I do a fair amount of marketing consulting, and we spend hours talking about value propositions. So I thought I would share the value proposition for Management by Design.
And today is a good day to have this discussion, because the Conference Board just released their latest numbers on worker satisfaction (see I Can’t Get No…Job Satisfaction, That Is – Research Report #1459-09-RR). They found that only 45 percent of Americans are happy with their jobs. In the toughest economic climate in the memory of any worker, having a job and receiving pay doesn’t equate to happiness. The money isn’t seen in the same way because of inflation and health care costs, and they find their jobs uninteresting (interest in work is down 18.9 percent since 1987).
I thought long and hard about this problem, including looking at the day-t-day, seemingly mundane issues of meetings, workspace and technology. Most companies fail miserably at designing an environment that attempts to meet the needs of their workers (I use worker rather than employee, because not all workers are employees anymore, and in many cases, contract employees are treated as second class citizens, which exacerbates happiness issues for those observing that attitude).
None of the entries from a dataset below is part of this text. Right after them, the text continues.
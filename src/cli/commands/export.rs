//! Export command implementation
//!
//! This module implements the `export` command: export every completed
//! order that is not yet flagged, flag it, and write the CSV file.

use super::{access_request, exit_code_for, EXIT_CONFIG, EXIT_FATAL, EXIT_OK};
use crate::config::load_config;
use crate::core::coordinator::ActionCoordinator;
use crate::core::export::CsvPayload;
use crate::domain::{ExporterError, Result};
use clap::Args;
use std::io::Write;
use std::path::{Path, PathBuf};

/// Arguments for the export command
#[derive(Args, Debug, Default)]
pub struct ExportArgs {
    /// Anti-forgery token for the export action
    #[arg(long, env = "ORDER_EXPORTER_TOKEN", hide_env_values = true)]
    pub token: Option<String>,

    /// Dry run mode - mark orders in memory only, nothing is persisted
    #[arg(long)]
    pub dry_run: bool,

    /// Override the output directory from the configuration
    #[arg(long, value_name = "DIR")]
    pub output_dir: Option<String>,

    /// Write the CSV to stdout instead of a file
    #[arg(long, conflicts_with = "output_dir")]
    pub stdout: bool,
}

impl ExportArgs {
    /// Execute the export command
    pub async fn execute(&self, config_path: &str) -> anyhow::Result<i32> {
        tracing::info!("Starting export command");

        let mut config = match load_config(config_path) {
            Ok(c) => c,
            Err(e) => {
                tracing::error!(error = %e, "Failed to load configuration");
                eprintln!("Failed to load configuration: {e}");
                return Ok(EXIT_CONFIG);
            }
        };

        if self.dry_run {
            tracing::info!("Enabling dry-run mode from CLI");
            config.application.dry_run = true;
        }

        if let Some(dir) = &self.output_dir {
            tracing::info!(output_dir = %dir, "Overriding output directory from CLI");
            config.export.output_dir = dir.clone();
        }

        if config.application.dry_run {
            tracing::info!("Dry run mode enabled - markers will not be persisted");
            eprintln!("🔍 DRY RUN MODE - Orders are marked in memory only");
        }

        let coordinator = match ActionCoordinator::from_config(&config) {
            Ok(c) => c,
            Err(e) => {
                tracing::error!(error = %e, "Invalid security configuration");
                eprintln!("Failed to initialize export: {e}");
                return Ok(exit_code_for(&e));
            }
        };

        let request = access_request(self.token.as_deref(), &config);
        let outcome = match coordinator.export_orders(&request).await {
            Ok(o) => o,
            Err(e) => {
                tracing::error!(error = %e, "Export failed");
                eprintln!("Export failed: {e}");
                return Ok(exit_code_for(&e));
            }
        };

        if self.stdout {
            let mut out = std::io::stdout().lock();
            out.write_all(outcome.payload.body())?;
            out.flush()?;
        } else {
            match write_payload(Path::new(&config.export.output_dir), &outcome.payload).await {
                Ok(path) => {
                    eprintln!("📄 Wrote {}", path.display());
                }
                Err(e) => {
                    tracing::error!(error = %e, "Failed to write CSV file");
                    eprintln!("{e}");
                    eprintln!("   Exported orders are already flagged; run `unset` to export them again.");
                    return Ok(EXIT_FATAL);
                }
            }
        }

        let summary = &outcome.summary;
        eprintln!();
        eprintln!("📊 Export Summary:");
        eprintln!("  File: {}", outcome.payload.file_name());
        eprintln!("  Content-Type: {}", outcome.payload.content_type());
        eprintln!(
            "  Content-Disposition: {}",
            outcome.payload.content_disposition()
        );
        eprintln!("  Orders Exported: {}", summary.exported_count());
        eprintln!("  Custom Columns: {}", summary.custom_columns);
        eprintln!("  Exported Flag: {:?}", summary.marker_field);
        eprintln!("  Duration: {:.2}s", summary.duration.as_secs_f64());
        eprintln!();

        if summary.is_empty() {
            eprintln!("✅ No new completed orders to export");
        } else {
            eprintln!("✅ Export completed successfully!");
        }

        Ok(EXIT_OK)
    }
}

/// Write the payload into `dir`, creating it if needed
async fn write_payload(dir: &Path, payload: &CsvPayload) -> Result<PathBuf> {
    let path = dir.join(payload.file_name());
    let write_error =
        |e: std::io::Error| ExporterError::Export(format!("Failed to write {}: {e}", path.display()));

    tokio::fs::create_dir_all(dir).await.map_err(write_error)?;
    tokio::fs::write(&path, payload.body())
        .await
        .map_err(write_error)?;

    tracing::info!(path = %path.display(), bytes = payload.body().len(), "CSV file written");
    Ok(path)
}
I love art and I love poetry. Art and poetry are designed. They are finely wrought, constantly reviewed by the artist and the poet. Art is meant to engage and to interest. In the workplace, or the workplace experience if you live a virtual work-life, precious little time is spent thinking about what engages you, what you want out of the experience, what you need to know to succeed. So I created a methodology that draws on the lessons of design, and asks managers and leaders to start considering the design of the workplace experience.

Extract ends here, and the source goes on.